# Discover Dogs



## tashi

Any of you going, we will be there on the Sunday as TinyTashi will be in the finals of the Junior Show Handling to chose the top UK handler who will then represent the UK in the International Final at Crufts in March.

Discover Dogs presented by the Kennel Club


----------



## colliemerles

i havent been there for afew years, when is it tashi,,,,,,,,,,,,,,,,


----------



## tashi

colliemerles said:


> i havent been there for afew years, when is it tashi,,,,,,,,,,,,,,,,


8th and 9th of November we will be there on the 9th


----------



## colliemerles

ok thanks,


----------



## Vixie

I have never been it looks really good though


----------



## Guest

We'll be doing the bergie stand on the Saturday, so if anyone does go do call in and see us! Unfortunately we can't be there on the Sunday to cheer TinyTashi on  cos it's the Border Collie Club of GB Pup of the Year Competition, and Neo has qualified for that. 

Good Luck TinyTashi!


----------



## Guest

I am thinking of going, but not really sure yet. Depends on travel and if I can afford to fill up my cars petrol tank! lol.
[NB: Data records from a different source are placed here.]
//! The generic concrete parse tree.
//!
//! The parser emits rule-tagged interior nodes over token leaves, the same
//! shape a grammar-generated parser would hand to an AST builder. Operator
//! precedence and associativity are fully resolved before this tree is built:
//! a [`RuleKind::BinaryExpr`] node always has exactly `[left, operator-leaf,
//! right]` children, so the lowering builder never reasons about precedence.

use crate::token::{Token, TokenKind};

/// Grammar rule tags for interior parse tree nodes.
#[derive(Debug, Clone, Copy, PartialEq, Eq, Hash)]
pub enum RuleKind {
    /// Root: a batch of statements.
    Script,

    // Statement alternatives
    SelectStatement,
    InsertStatement,
    UpdateStatement,
    DeleteStatement,
    CreateTableStatement,
    /// DROP/ALTER TABLE, CREATE/DROP INDEX, CREATE/DROP DATABASE: recognized,
    /// kept as a raw token run for placeholder lowering.
    GenericDdlStatement,
    TransactionStatement,

    // Clause rules
    SelectElements,
    SelectElement,
    ColumnAlias,
    TableSource,
    TableName,
    TableAlias,
    JoinClause,
    OnCondition,
    WhereClause,
    GroupByItem,
    HavingClause,
    OrderByItem,
    LimitClause,
    OffsetClause,
    ColumnName,
    ValuesRow,
    ColumnDefinition,
    DataType,
    ColumnConstraint,
    TableConstraint,
    ConstraintName,
    ReferencedColumn,

    // Expression alternatives
    BinaryExpr,
    UnaryExpr,
    IsNullExpr,
    FunctionCall,
    CaseExpr,
    WhenClause,
    ElseClause,
    ParenExpr,
    Literal,
    ColumnReference,
    SubqueryExpr,
}

/// A node of the concrete parse tree: either a rule over children or a
/// single token leaf.
#[derive(Debug, Clone, PartialEq)]
pub enum ParseTree {
    Rule {
        kind: RuleKind,
        children: Vec<ParseTree>,
    },
    Leaf(Token),
}

impl ParseTree {
    /// Construct a rule node.
    #[must_use]
    pub fn rule(kind: RuleKind, children: Vec<ParseTree>) -> Self {
        Self::Rule { kind, children }
    }

    /// Construct a token leaf.
    #[must_use]
    pub fn leaf(token: Token) -> Self {
        Self::Leaf(token)
    }

    /// The rule tag, if this is an interior node.
    #[must_use]
    pub fn kind(&self) -> Option<RuleKind> {
        match self {
            Self::Rule { kind, .. } => Some(*kind),
            Self::Leaf(_) => None,
        }
    }

    /// Direct children (empty for leaves).
    #[must_use]
    pub fn children(&self) -> &[ParseTree] {
        match self {
            Self::Rule { children, .. } => children,
            Self::Leaf(_) => &[],
        }
    }

    /// The token, if this is a leaf.
    #[must_use]
    pub fn token(&self) -> Option<&Token> {
        match self {
            Self::Rule { .. } => None,
            Self::Leaf(token) => Some(token),
        }
    }

    /// First direct child with the given rule tag.
    #[must_use]
    pub fn child(&self, kind: RuleKind) -> Option<&ParseTree> {
        self.children().iter().find(|c| c.kind() == Some(kind))
    }

    /// All direct children with the given rule tag, in order.
    pub fn children_of(&self, kind: RuleKind) -> impl Iterator<Item = &ParseTree> {
        self.children().iter().filter(move |c| c.kind() == Some(kind))
    }

    /// First direct leaf child with the given token kind.
    #[must_use]
    pub fn leaf_of(&self, kind: TokenKind) -> Option<&Token> {
        self.children()
            .iter()
            .filter_map(ParseTree::token)
            .find(|t| t.kind == kind)
    }

    /// Whether a direct leaf child with the given token kind exists.
    #[must_use]
    pub fn has_leaf(&self, kind: TokenKind) -> bool {
        self.leaf_of(kind).is_some()
    }

    /// All direct leaf tokens, in order.
    pub fn leaves(&self) -> impl Iterator<Item = &Token> {
        self.children().iter().filter_map(ParseTree::token)
    }

    /// The single token under a rule that wraps exactly one leaf
    /// (e.g. `TableName`, `ColumnName`, `ConstraintName`).
    #[must_use]
    pub fn sole_token(&self) -> Option<&Token> {
        match self.children() {
            [ParseTree::Leaf(token)] => Some(token),
            _ => None,
        }
    }
}

#[cfg(test)]
mod tests {
    use super::*;

    fn ident(text: &str) -> Token {
        Token::new(TokenKind::Identifier, text, 1, 1)
    }

    #[test]
    fn child_lookup_by_rule_kind() {
        let tree = ParseTree::rule(
            RuleKind::TableSource,
            vec![
                ParseTree::rule(RuleKind::TableName, vec![ParseTree::leaf(ident("users"))]),
                ParseTree::rule(RuleKind::TableAlias, vec![ParseTree::leaf(ident("u"))]),
            ],
        );
        let name = tree.child(RuleKind::TableName).expect("table name");
        assert_eq!(name.sole_token().expect("token").text, "users");
        assert!(tree.child(RuleKind::JoinClause).is_none());
    }

    #[test]
    fn leaf_lookup_by_token_kind() {
        let tree = ParseTree::rule(
            RuleKind::SelectElements,
            vec![ParseTree::leaf(Token::new(TokenKind::Star, "*", 1, 8))],
        );
        assert!(tree.has_leaf(TokenKind::Star));
        assert!(!tree.has_leaf(TokenKind::Comma));
        assert_eq!(tree.leaves().count(), 1);
    }
}
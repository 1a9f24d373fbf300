//! Error taxonomy shared across the quern workspace.
//!
//! Three families of failure exist in the SQL frontend:
//!
//! - **Syntax**: raised by the lexer/parser before lowering ever starts.
//!   Carries the line and column of the offending token.
//! - **Unsupported construct**: the parse succeeded but lowering has no case
//!   for the rule. Never silent; always surfaces to the caller.
//! - **Structural assumption violations**: a parse tree that is syntactically
//!   valid but shaped in a way lowering refuses to guess about (mismatched
//!   FOREIGN KEY column lists, malformed UPDATE assignment splits, an empty
//!   statement batch).
//!
//! No local recovery is attempted anywhere; every error propagates.

use thiserror::Error;

/// Any error produced by the quern SQL frontend.
#[derive(Debug, Clone, PartialEq, Error)]
pub enum Error {
    /// Lexical or grammatical error in the input text.
    #[error("syntax error at line {line}:{column}: {message}")]
    Syntax {
        /// 1-based line of the offending character or token.
        line: u32,
        /// 1-based column of the offending character or token.
        column: u32,
        message: String,
    },

    /// The parser recognized a construct that lowering has no case for.
    #[error("unsupported construct: {0}")]
    UnsupportedConstruct(String),

    /// A statement batch lowered to zero statements.
    #[error("statement batch contains no statements")]
    EmptyBatch,

    /// An operator lexeme with no entry in the canonical operator table.
    #[error("unrecognized operator `{0}`")]
    UnknownOperator(String),

    /// FOREIGN KEY local and referenced column lists differ in length.
    #[error(
        "FOREIGN KEY lists {local} local column(s) but {referenced} referenced column(s)"
    )]
    ForeignKeyColumnMismatch { local: usize, referenced: usize },

    /// UPDATE SET column count does not match its value expression count.
    #[error("UPDATE has {columns} SET column(s) but {expressions} value expression(s)")]
    MalformedUpdate { columns: usize, expressions: usize },

    /// Storage stub: the named table already exists.
    #[error("table already exists: {0}")]
    TableExists(String),
}

impl Error {
    /// Construct a [`Error::Syntax`] at the given position.
    #[must_use]
    pub fn syntax(line: u32, column: u32, message: impl Into<String>) -> Self {
        Self::Syntax {
            line,
            column,
            message: message.into(),
        }
    }
}

/// Convenience alias used throughout the workspace.
pub type Result<T> = std::result::Result<T, Error>;

#[cfg(test)]
mod tests {
    use super::*;

    #[test]
    fn syntax_error_displays_position() {
        let err = Error::syntax(3, 14, "unexpected token `)`");
        assert_eq!(
            err.to_string(),
            "syntax error at line 3:14: unexpected token `)`"
        );
    }

    #[test]
    fn foreign_key_mismatch_displays_counts() {
        let err = Error::ForeignKeyColumnMismatch {
            local: 2,
            referenced: 1,
        };
        assert_eq!(
            err.to_string(),
            "FOREIGN KEY lists 2 local column(s) but 1 referenced column(s)"
        );
    }
}
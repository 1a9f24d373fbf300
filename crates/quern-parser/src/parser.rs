//! Recursive descent SQL parser.
//!
//! Consumes the token stream from [`crate::lexer`] and produces the generic
//! [`ParseTree`]. Expression parsing uses precedence climbing, so the emitted
//! tree already encodes operator precedence and associativity; downstream
//! lowering never re-derives either.
//!
//! Grammar-only validation happens here: any malformed input fails fast with
//! a line/column-tagged [`Error::Syntax`] before lowering starts. The
//! recognized-only DDL heads (DROP/ALTER TABLE, CREATE/DROP INDEX,
//! CREATE/DROP DATABASE) are deliberately kept as raw token runs.

use quern_error::{Error, Result};
use tracing::debug;

use crate::cst::{ParseTree, RuleKind};
use crate::lexer::tokenize;
use crate::token::{Token, TokenKind};

/// Parse an SQL script into a concrete parse tree rooted at
/// [`RuleKind::Script`].
///
/// # Errors
///
/// Returns [`Error::Syntax`] on the first lexical or grammatical error.
pub fn parse(input: &str) -> Result<ParseTree> {
    let tokens = tokenize(input)?;
    let mut parser = Parser { tokens, pos: 0 };
    let script = parser.parse_script()?;
    debug!(
        statements = script.children().len(),
        "parsed statement batch"
    );
    Ok(script)
}

struct Parser {
    tokens: Vec<Token>,
    pos: usize,
}
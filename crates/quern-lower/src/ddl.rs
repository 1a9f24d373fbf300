//! DDL and transaction-control lowering.
//!
//! Only `CREATE TABLE` gets a fully shaped node. The remaining DDL heads
//! (DROP/ALTER TABLE, CREATE/DROP INDEX, CREATE/DROP DATABASE) are recognized
//! by the grammar but lowered to [`Statement::Placeholder`] carrying their
//! source text, so a dump of the batch still shows what was said.

use quern_ast::{
    ColumnConstraint, ColumnDef, CreateTableStatement, DataType, Statement, TableConstraint,
    TableConstraintKind, TypeSize,
};
use quern_error::{Error, Result};
use quern_parser::{ParseTree, RuleKind, Token, TokenKind};

use crate::dml::rule_name;
use crate::expr::{is_expr_rule, lower_expr};

/// Lower a `CreateTableStatement` rule.
///
/// # Errors
///
/// Returns [`Error::ForeignKeyColumnMismatch`] when a table-level FOREIGN KEY
/// lists differing local and referenced column counts, plus any expression
/// lowering error from DEFAULT and CHECK clauses.
pub fn lower_create_table(node: &ParseTree) -> Result<CreateTableStatement> {
    let name = rule_name(node, RuleKind::TableName, "CREATE TABLE")?;
    let columns = node
        .children_of(RuleKind::ColumnDefinition)
        .map(lower_column_def)
        .collect::<Result<Vec<_>>>()?;
    let constraints = node
        .children_of(RuleKind::TableConstraint)
        .map(lower_table_constraint)
        .collect::<Result<Vec<_>>>()?;
    Ok(CreateTableStatement {
        name,
        if_not_exists: node.has_leaf(TokenKind::If),
        columns,
        constraints,
    })
}

fn lower_column_def(node: &ParseTree) -> Result<ColumnDef> {
    let name = rule_name(node, RuleKind::ColumnName, "column definition")?;
    let data_type = node
        .child(RuleKind::DataType)
        .ok_or_else(|| {
            Error::UnsupportedConstruct(format!("column `{name}` without a data type"))
        })
        .and_then(lower_data_type)?;
    let constraints = node
        .children_of(RuleKind::ColumnConstraint)
        .map(lower_column_constraint)
        .collect::<Result<Vec<_>>>()?;
    Ok(ColumnDef {
        name,
        data_type,
        constraints,
    })
}

fn lower_data_type(node: &ParseTree) -> Result<DataType> {
    let name = node
        .leaf_of(TokenKind::Identifier)
        .ok_or_else(|| Error::UnsupportedConstruct("data type without a name".to_owned()))?
        .text
        .to_ascii_uppercase();
    let args: Vec<&Token> = node
        .leaves()
        .filter(|t| t.kind == TokenKind::IntegerLiteral)
        .collect();
    let size = match args.as_slice() {
        [] => TypeSize::None,
        [length] => TypeSize::Length(parse_u32(length)?),
        [precision, scale] => TypeSize::Precision {
            precision: parse_u32(precision)?,
            scale: parse_u32(scale)?,
        },
        _ => {
            return Err(Error::UnsupportedConstruct(format!(
                "data type `{name}` with more than two size arguments"
            )));
        }
    };
    Ok(DataType { name, size })
}

fn parse_u32(token: &Token) -> Result<u32> {
    token.text.parse::<u32>().map_err(|_| {
        Error::syntax(token.line, token.column, "type size out of range")
    })
}

fn lower_column_constraint(node: &ParseTree) -> Result<ColumnConstraint> {
    let head = node.leaves().next().map(|t| t.kind);
    let constraint = match head {
        Some(TokenKind::Not) => ColumnConstraint::NotNull,
        Some(TokenKind::Null) => ColumnConstraint::Null,
        Some(TokenKind::Primary) => ColumnConstraint::PrimaryKey,
        Some(TokenKind::Unique) => ColumnConstraint::Unique,
        Some(TokenKind::AutoIncrement) => ColumnConstraint::AutoIncrement,
        Some(TokenKind::Default) => {
            let value = node
                .children()
                .iter()
                .find(|c| c.kind().is_some_and(is_expr_rule))
                .ok_or_else(|| {
                    Error::UnsupportedConstruct("DEFAULT without a value".to_owned())
                })?;
            ColumnConstraint::Default(lower_expr(value)?)
        }
        Some(TokenKind::References) => {
            ColumnConstraint::ForeignKey(inline_reference_text(node)?)
        }
        _ => {
            return Err(Error::UnsupportedConstruct(
                "unrecognized column constraint".to_owned(),
            ));
        }
    };
    Ok(constraint)
}

/// Reassemble an inline `REFERENCES` clause as `table` or `table(c1, c2)`.
fn inline_reference_text(node: &ParseTree) -> Result<String> {
    let table = rule_name(node, RuleKind::TableName, "REFERENCES")?;
    let columns: Vec<String> = node
        .children_of(RuleKind::ReferencedColumn)
        .filter_map(ParseTree::sole_token)
        .map(|t| t.text.clone())
        .collect();
    if columns.is_empty() {
        Ok(table)
    } else {
        Ok(format!("{table}({})", columns.join(", ")))
    }
}

fn lower_table_constraint(node: &ParseTree) -> Result<TableConstraint> {
    let name = node
        .child(RuleKind::ConstraintName)
        .and_then(ParseTree::sole_token)
        .map(|t| t.text.clone());
    let columns = || -> Vec<String> {
        node.children_of(RuleKind::ColumnName)
            .filter_map(ParseTree::sole_token)
            .map(|t| t.text.clone())
            .collect()
    };
    let head = node.leaves().next().map(|t| t.kind);
    let kind = match head {
        Some(TokenKind::Primary) => TableConstraintKind::PrimaryKey { columns: columns() },
        Some(TokenKind::Unique) => TableConstraintKind::Unique { columns: columns() },
        Some(TokenKind::Foreign) => {
            let local = columns();
            let referenced_table = rule_name(node, RuleKind::TableName, "FOREIGN KEY")?;
            let referenced: Vec<String> = node
                .children_of(RuleKind::ReferencedColumn)
                .filter_map(ParseTree::sole_token)
                .map(|t| t.text.clone())
                .collect();
            if local.len() != referenced.len() {
                return Err(Error::ForeignKeyColumnMismatch {
                    local: local.len(),
                    referenced: referenced.len(),
                });
            }
            TableConstraintKind::ForeignKey {
                columns: local,
                referenced_table,
                referenced_columns: referenced,
            }
        }
        Some(TokenKind::Check) => {
            let predicate = node
                .children()
                .iter()
                .find(|c| c.kind().is_some_and(is_expr_rule))
                .ok_or_else(|| {
                    Error::UnsupportedConstruct("CHECK without a predicate".to_owned())
                })?;
            TableConstraintKind::Check(lower_expr(predicate)?)
        }
        _ => {
            return Err(Error::UnsupportedConstruct(
                "unrecognized table constraint".to_owned(),
            ));
        }
    };
    Ok(TableConstraint { name, kind })
}

/// Lower a recognized-but-unshaped DDL head to a placeholder carrying its
/// source text: the raw token texts joined with single spaces.
pub fn lower_generic_ddl(node: &ParseTree) -> Statement {
    let text = node
        .leaves()
        .map(|t| t.text.as_str())
        .collect::<Vec<_>>()
        .join(" ");
    Statement::Placeholder(text)
}

/// Lower a transaction-control marker.
pub fn lower_transaction(node: &ParseTree) -> Result<Statement> {
    match node.leaves().next().map(|t| t.kind) {
        Some(TokenKind::Begin) => Ok(Statement::BeginTransaction),
        Some(TokenKind::Commit) => Ok(Statement::Commit),
        Some(TokenKind::Rollback) => Ok(Statement::Rollback),
        _ => Err(Error::UnsupportedConstruct(
            "unrecognized transaction statement".to_owned(),
        )),
    }
}

#[cfg(test)]
mod tests {
    use super::*;
    use quern_ast::{Expr, Literal};
    use quern_parser::parse;

    fn parse_one(sql: &str) -> ParseTree {
        let script = parse(sql).expect("parse");
        script.children()[0].clone()
    }

    #[test]
    fn create_table_columns_in_declaration_order() {
        let create = lower_create_table(&parse_one(
            "CREATE TABLE t (id INT PRIMARY KEY AUTO_INCREMENT, \
             name VARCHAR(255) NOT NULL, price DECIMAL(10, 2) DEFAULT 0)",
        ))
        .expect("lower");
        assert_eq!(create.name, "t");
        assert!(!create.if_not_exists);
        let names: Vec<&str> = create.columns.iter().map(|c| c.name.as_str()).collect();
        assert_eq!(names, vec!["id", "name", "price"]);
        assert_eq!(create.columns[0].data_type.size, TypeSize::None);
        assert_eq!(create.columns[1].data_type.size, TypeSize::Length(255));
        assert_eq!(
            create.columns[2].data_type.size,
            TypeSize::Precision {
                precision: 10,
                scale: 2,
            }
        );
        assert_eq!(
            create.columns[0].constraints,
            vec![ColumnConstraint::PrimaryKey, ColumnConstraint::AutoIncrement]
        );
        assert_eq!(
            create.columns[2].constraints,
            vec![ColumnConstraint::Default(Expr::Literal(Literal::Integer(0)))]
        );
    }

    #[test]
    fn if_not_exists_flag() {
        let create =
            lower_create_table(&parse_one("CREATE TABLE IF NOT EXISTS t (id INT)"))
                .expect("lower");
        assert!(create.if_not_exists);
    }

    #[test]
    fn data_type_name_is_uppercased() {
        let create = lower_create_table(&parse_one("CREATE TABLE t (id int)")).expect("lower");
        assert_eq!(create.columns[0].data_type.name, "INT");
    }

    #[test]
    fn inline_references_keeps_raw_reference_text() {
        let create = lower_create_table(&parse_one(
            "CREATE TABLE t (owner INT REFERENCES users (id))",
        ))
        .expect("lower");
        assert_eq!(
            create.columns[0].constraints,
            vec![ColumnConstraint::ForeignKey("users(id)".to_owned())]
        );
    }

    #[test]
    fn named_table_constraint() {
        let create = lower_create_table(&parse_one(
            "CREATE TABLE t (a INT, b INT, CONSTRAINT pk PRIMARY KEY (a, b))",
        ))
        .expect("lower");
        assert_eq!(create.constraints.len(), 1);
        assert_eq!(create.constraints[0].name.as_deref(), Some("pk"));
        assert_eq!(
            create.constraints[0].kind,
            TableConstraintKind::PrimaryKey {
                columns: vec!["a".to_owned(), "b".to_owned()],
            }
        );
    }

    #[test]
    fn foreign_key_column_counts_must_agree() {
        let err = lower_create_table(&parse_one(
            "CREATE TABLE t (a INT, b INT, FOREIGN KEY (a, b) REFERENCES u (c))",
        ))
        .expect_err("mismatch");
        assert_eq!(
            err,
            Error::ForeignKeyColumnMismatch {
                local: 2,
                referenced: 1,
            }
        );
    }

    #[test]
    fn matching_foreign_key_lowers() {
        let create = lower_create_table(&parse_one(
            "CREATE TABLE t (a INT, b INT, FOREIGN KEY (a, b) REFERENCES u (c, d))",
        ))
        .expect("lower");
        assert_eq!(
            create.constraints[0].kind,
            TableConstraintKind::ForeignKey {
                columns: vec!["a".to_owned(), "b".to_owned()],
                referenced_table: "u".to_owned(),
                referenced_columns: vec!["c".to_owned(), "d".to_owned()],
            }
        );
    }

    #[test]
    fn column_constraints_keep_declaration_order() {
        let create = lower_create_table(&parse_one(
            "CREATE TABLE t (id INT PRIMARY KEY NOT NULL AUTO_INCREMENT)",
        ))
        .expect("lower");
        assert_eq!(
            create.columns[0].constraints,
            vec![
                ColumnConstraint::PrimaryKey,
                ColumnConstraint::NotNull,
                ColumnConstraint::AutoIncrement,
            ]
        );
    }

    #[test]
    fn check_constraint_carries_its_predicate() {
        let create = lower_create_table(&parse_one(
            "CREATE TABLE t (a INT, CHECK (a > 0))",
        ))
        .expect("lower");
        assert!(matches!(
            create.constraints[0].kind,
            TableConstraintKind::Check(Expr::BinaryOp { .. })
        ));
    }

    #[test]
    fn generic_ddl_placeholder_joins_tokens_with_spaces() {
        let stmt = lower_generic_ddl(&parse_one("DROP   TABLE\n  users"));
        assert_eq!(stmt, Statement::Placeholder("DROP TABLE users".to_owned()));
    }

    #[test]
    fn transaction_markers() {
        assert_eq!(
            lower_transaction(&parse_one("BEGIN TRANSACTION")).expect("lower"),
            Statement::BeginTransaction
        );
        assert_eq!(
            lower_transaction(&parse_one("COMMIT")).expect("lower"),
            Statement::Commit
        );
        assert_eq!(
            lower_transaction(&parse_one("ROLLBACK")).expect("lower"),
            Statement::Rollback
        );
    }
}
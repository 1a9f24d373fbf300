//! End-to-end pipeline tests: SQL text through parse and lowering to the
//! rendered dump.

use proptest::prelude::*;
use quern_ast::render::render;
use quern_ast::{Expr, Literal, Statement, StatementKind};
use quern_error::Error;
use quern_lower::lower_sql;

fn dump(sql: &str) -> String {
    render(&lower_sql(sql).expect("pipeline"))
}

#[test]
fn full_select_dump() {
    let sql = "SELECT DISTINCT u.name AS who, count(*) \
               FROM users u \
               INNER JOIN orders o ON u.id = o.user_id \
               WHERE u.age >= 18 \
               GROUP BY u.name \
               HAVING count(*) > 1 \
               ORDER BY who DESC \
               LIMIT 10 OFFSET 5";
    let expected = "\
SELECT DISTINCT
  [ELEMENTS]
    As(who)
      Column(u.name)
    FunctionCall(count)
      Column(*)
  [FROM]
    Table(users AS u)
  [JOINS]
    Join(INNER)
      Table(orders AS o)
      [ON]
        BinaryOp(=)
          Column(u.id)
          Column(o.user_id)
  [WHERE]
    BinaryOp(>=)
      Column(u.age)
      Literal(Integer 18)
  [HAVING]
    BinaryOp(>)
      FunctionCall(count)
        Column(*)
      Literal(Integer 1)
  [GROUP BY]
    Column(u.name)
  [ORDER BY]
    OrderBy(DESC)
      Column(who)
  [LIMIT 10]
  [OFFSET 5]
";
    assert_eq!(dump(sql), expected);
}

#[test]
fn insert_dump() {
    let expected = "\
INSERT INTO t
  [COLUMNS a, b]
  [ROW]
    Literal(Integer 1)
    Literal(String 'x')
  [ROW]
    Literal(Integer 2)
    Literal(Null)
";
    assert_eq!(
        dump("INSERT INTO t (a, b) VALUES (1, 'x'), (2, NULL)"),
        expected
    );
}

#[test]
fn update_dump_splits_where() {
    let expected = "\
UPDATE t
  [SET]
    Assign(a)
      Literal(Integer 1)
    Assign(b)
      BinaryOp(+)
        Column(b)
        Literal(Integer 1)
  [WHERE]
    BinaryOp(=)
      Column(c)
      Literal(Integer 2)
";
    assert_eq!(dump("UPDATE t SET a = 1, b = b + 1 WHERE c = 2"), expected);
}

#[test]
fn create_table_dump() {
    let sql = "CREATE TABLE IF NOT EXISTS items (\
               id INT PRIMARY KEY AUTO_INCREMENT, \
               name VARCHAR(255) NOT NULL, \
               price DECIMAL(10, 2) DEFAULT 0, \
               owner INT REFERENCES users (id), \
               CONSTRAINT uq UNIQUE (name), \
               FOREIGN KEY (owner) REFERENCES users (id))";
    let expected = "\
CREATE TABLE IF NOT EXISTS items
  Column(id INT)
    PRIMARY KEY
    AUTO_INCREMENT
  Column(name VARCHAR(255))
    NOT NULL
  Column(price DECIMAL(10, 2))
    DEFAULT
      Literal(Integer 0)
  Column(owner INT)
    REFERENCES users(id)
  Constraint(uq: UNIQUE name)
  Constraint(FOREIGN KEY owner REFERENCES users(id))
";
    assert_eq!(dump(sql), expected);
}

#[test]
fn batch_dump_wraps_and_keeps_order() {
    let expected = "\
STATEMENT LIST
  BEGIN TRANSACTION
  Placeholder(DROP TABLE old_stuff)
  COMMIT
";
    assert_eq!(
        dump("BEGIN; DROP TABLE old_stuff; COMMIT"),
        expected
    );
}

#[test]
fn single_statement_is_never_wrapped() {
    let stmt = lower_sql("SELECT 1;").expect("pipeline");
    assert_eq!(stmt.kind(), StatementKind::Select);
}

#[test]
fn precedence_flows_from_source_to_dump() {
    // NOT binds tighter than AND, comparison tighter than NOT's operand
    // boundary; a = 1 AND NOT b = 2 dumps as AND(=, NOT(=)).
    let expected = "\
SELECT
  [ELEMENTS]
    BinaryOp(AND)
      BinaryOp(=)
        Column(a)
        Literal(Integer 1)
      UnaryOp(NOT)
        BinaryOp(=)
          Column(b)
          Literal(Integer 2)
";
    assert_eq!(dump("SELECT a = 1 AND NOT b = 2"), expected);
}

#[test]
fn scalar_subquery_dump() {
    let expected = "\
SELECT
  [ELEMENTS]
    Subquery
      SELECT
        [ELEMENTS]
          FunctionCall(max)
            Column(id)
        [FROM]
          Table(t)
";
    assert_eq!(dump("SELECT (SELECT max(id) FROM t)"), expected);
}

#[test]
fn empty_batch_errors() {
    assert_eq!(lower_sql(";;"), Err(Error::EmptyBatch));
}

#[test]
fn foreign_key_mismatch_errors() {
    let err = lower_sql("CREATE TABLE t (a INT, b INT, FOREIGN KEY (a, b) REFERENCES u (c))")
        .expect_err("mismatch");
    assert_eq!(
        err,
        Error::ForeignKeyColumnMismatch {
            local: 2,
            referenced: 1,
        }
    );
}

#[test]
fn rendering_is_deterministic_across_runs() {
    let sql = "SELECT a, b FROM t WHERE a < b ORDER BY a";
    let first = dump(sql);
    for _ in 0..3 {
        assert_eq!(dump(sql), first);
    }
}

fn first_projection(stmt: &Statement) -> &Expr {
    let Statement::Select(select) = stmt else {
        panic!("expected SELECT");
    };
    &select.elements[0].expr
}

proptest! {
    #[test]
    fn integer_literals_round_trip(value in any::<i64>()) {
        // Negative values arrive as unary negation over the magnitude, so
        // only non-negative values are a plain literal.
        prop_assume!(value >= 0);
        let stmt = lower_sql(&format!("SELECT {value}")).expect("pipeline");
        prop_assert_eq!(
            first_projection(&stmt),
            &Expr::Literal(Literal::Integer(value))
        );
    }

    #[test]
    fn string_literals_round_trip(value in "[a-zA-Z0-9_ ]{0,24}") {
        let stmt = lower_sql(&format!("SELECT '{value}'")).expect("pipeline");
        prop_assert_eq!(
            first_projection(&stmt),
            &Expr::Literal(Literal::String(value))
        );
    }

    #[test]
    fn identifier_scripts_never_panic(name in "[a-zA-Z_][a-zA-Z0-9_]{0,12}") {
        // Keywords in identifier position may fail to parse; the pipeline
        // must fail with an error, never a panic.
        let _ = lower_sql(&format!("SELECT {name} FROM {name}"));
    }

    #[test]
    fn limit_values_round_trip(limit in 0u64..1_000_000) {
        let stmt = lower_sql(&format!("SELECT a FROM t LIMIT {limit}")).expect("pipeline");
        let Statement::Select(select) = stmt else {
            panic!("expected SELECT");
        };
        prop_assert_eq!(select.limit, Some(limit));
    }
}
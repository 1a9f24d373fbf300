//! Stub query planner.

use quern_ast::{Statement, StatementKind};
use tracing::info;

/// A plan is currently the statement itself plus its tag; no rewriting or
/// optimization happens.
#[derive(Debug, Clone, PartialEq)]
pub struct ExecutionPlan {
    pub kind: StatementKind,
    pub statement: Statement,
}

/// Wraps statements into [`ExecutionPlan`]s.
#[derive(Debug, Default)]
pub struct QueryPlanner;

impl QueryPlanner {
    #[must_use]
    pub fn new() -> Self {
        Self
    }

    /// Produce the (trivial) plan for a statement.
    #[must_use]
    pub fn plan(&self, statement: &Statement) -> ExecutionPlan {
        let kind = statement.kind();
        info!(?kind, "planned statement");
        ExecutionPlan {
            kind,
            statement: statement.clone(),
        }
    }
}

#[cfg(test)]
mod tests {
    use super::*;

    #[test]
    fn plan_carries_the_statement_tag() {
        let planner = QueryPlanner::new();
        let plan = planner.plan(&Statement::Commit);
        assert_eq!(plan.kind, StatementKind::Commit);
        assert_eq!(plan.statement, Statement::Commit);
    }
}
Never heard of Discover Dogs before until someone told me about it. Looks good though.


----------



## Vixie

Kay2008 said:


> I am thinking of going, but not really sure yet. Depends on travel and if I can afford to fill up my cars petrol tank! lol.
> 
> Never heard of Discover Dogs before until someone told me about it. Looks good though.


yes it looks really good, never been either but looks well worth a go


----------



## TinyTashi

spellweaver said:


> Good Luck TinyTashi!


Thank you!!


----------



## PatRoss

I will be on the Papillon stand both days, please come and say hello.


----------



## Guest

Where is it?


Will there be any Field Spaniels there does anyone know??


----------



## PatRoss

Earls Court, London. Should have every breed there, also have displays, check the KC wed site for info.


----------



## Guest

mrsdusty said:


> Where is it?
> 
> Will there be any Field Spaniels there does anyone know??


Probably - there usually are. If no-one's been before it's a lovely event - as well as being able to see (and cuddle!) just about every breed of pedigree dog, and talk to their owners and breeders, there are all sorts of events, competitions and demonstrations - for example, the Junior Handling finals.

This is also the Kennel Club's showpiece for non-pedigrees (somehow the KC's detractors always "conveniently" forget that the KC also registers and holds events for non-pedigrees! ) The final of Scrufts will be on Sunday, and many of the YKC competitions are for non-pedigrees only.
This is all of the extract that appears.